Project

General

Profile

Bug #4612

Factory counts forgotten Held jobs against limit

Added by Igor Sfiligoi over 7 years ago. Updated about 7 years ago.

Status:
Closed
Priority:
High
Assignee:
Category:
Factory
Target version:
Start date:
08/30/2013
Due date:
% Done:

0%

Estimated time:
First Occurred:
Occurs In:
Stakeholders:
Duration:

Description

We just had an "incident" when CMS did not get any glideins submitted for about a month for one entry (on one factory).
This happened after CMS changed the FE name.
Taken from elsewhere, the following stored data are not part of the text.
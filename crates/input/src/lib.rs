//! Terminal input module.
//!
//! Maps `crossterm` key events into [`crate::types::GameAction`]. Independent of
//! the session itself; the host decides what to do with the action.

pub mod map;

pub use nback_types as types;

pub use map::{handle_key_event, should_quit};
The culprit seems to be the fact that glidein jobs submitted on behalf of the old FE went held,
hitting the Held limit (for all CMS FEs).
However, since the factory forgot about the old FE, there was nobody to release them!
To add to the problem, the monitoring was showing 0 held, even though the factory logs were complaining about hitting the limit (and thus not submitting new glideins).

I think the factory should not count those glideins, since it is not managing them else.

History

#1 Updated by Burt Holzman over 7 years ago

  • Target version changed from v2_7_x to v3_2_x

#2 Updated by Burt Holzman about 7 years ago

  • Priority changed from Normal to High

This affected XSEDE just recently -- bumping the priority on this.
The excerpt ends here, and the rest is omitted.